Saved entries:
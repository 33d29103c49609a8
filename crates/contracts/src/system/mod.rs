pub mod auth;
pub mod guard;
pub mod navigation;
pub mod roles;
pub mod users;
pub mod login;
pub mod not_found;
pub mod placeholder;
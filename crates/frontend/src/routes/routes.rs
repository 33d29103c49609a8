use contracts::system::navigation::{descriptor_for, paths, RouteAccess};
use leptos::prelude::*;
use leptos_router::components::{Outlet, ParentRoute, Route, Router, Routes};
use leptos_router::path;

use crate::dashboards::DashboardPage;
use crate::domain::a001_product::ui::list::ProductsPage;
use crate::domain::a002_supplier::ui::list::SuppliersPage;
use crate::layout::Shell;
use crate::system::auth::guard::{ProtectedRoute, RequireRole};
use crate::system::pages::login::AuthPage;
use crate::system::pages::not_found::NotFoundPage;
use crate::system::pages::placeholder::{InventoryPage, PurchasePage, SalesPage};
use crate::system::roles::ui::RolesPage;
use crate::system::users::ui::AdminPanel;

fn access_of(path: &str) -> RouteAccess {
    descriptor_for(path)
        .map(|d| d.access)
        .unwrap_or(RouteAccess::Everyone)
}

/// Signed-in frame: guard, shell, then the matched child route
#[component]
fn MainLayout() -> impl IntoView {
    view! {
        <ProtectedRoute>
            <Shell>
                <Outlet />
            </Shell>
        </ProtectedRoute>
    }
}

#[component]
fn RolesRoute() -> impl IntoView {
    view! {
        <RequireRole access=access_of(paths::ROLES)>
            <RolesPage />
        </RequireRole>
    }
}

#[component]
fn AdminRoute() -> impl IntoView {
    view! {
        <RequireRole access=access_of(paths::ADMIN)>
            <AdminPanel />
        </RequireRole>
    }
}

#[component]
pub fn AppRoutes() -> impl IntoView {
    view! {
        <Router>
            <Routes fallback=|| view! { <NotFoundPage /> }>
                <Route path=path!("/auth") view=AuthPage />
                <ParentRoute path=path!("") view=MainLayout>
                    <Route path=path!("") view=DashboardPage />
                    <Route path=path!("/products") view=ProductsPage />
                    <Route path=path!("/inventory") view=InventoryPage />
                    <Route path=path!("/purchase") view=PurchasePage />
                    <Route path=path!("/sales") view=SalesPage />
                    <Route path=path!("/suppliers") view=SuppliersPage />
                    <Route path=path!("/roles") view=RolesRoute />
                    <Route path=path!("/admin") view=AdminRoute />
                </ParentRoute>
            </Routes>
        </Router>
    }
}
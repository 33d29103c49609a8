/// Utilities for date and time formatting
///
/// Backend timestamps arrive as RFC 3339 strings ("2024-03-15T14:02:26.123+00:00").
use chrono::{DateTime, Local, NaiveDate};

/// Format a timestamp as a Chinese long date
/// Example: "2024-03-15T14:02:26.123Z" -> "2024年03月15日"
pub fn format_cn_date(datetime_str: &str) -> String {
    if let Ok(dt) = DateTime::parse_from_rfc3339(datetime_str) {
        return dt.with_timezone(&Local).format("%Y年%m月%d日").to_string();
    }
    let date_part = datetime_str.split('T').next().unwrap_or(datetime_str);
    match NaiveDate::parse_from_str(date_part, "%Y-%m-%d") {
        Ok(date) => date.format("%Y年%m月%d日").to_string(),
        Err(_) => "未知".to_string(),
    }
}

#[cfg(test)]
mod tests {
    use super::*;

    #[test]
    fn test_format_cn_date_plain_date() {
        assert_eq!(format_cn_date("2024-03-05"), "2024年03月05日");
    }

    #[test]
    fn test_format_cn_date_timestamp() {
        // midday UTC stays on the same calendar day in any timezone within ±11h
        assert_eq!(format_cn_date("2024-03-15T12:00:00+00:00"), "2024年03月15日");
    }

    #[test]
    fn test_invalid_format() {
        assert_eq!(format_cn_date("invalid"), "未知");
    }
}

▶ **HOW TO COMPLETE THIS TASK**
In the entries above, count each line with "SuppliersPage"; reply with the total only.

▶ **ANSWER FOR THE TASK**
2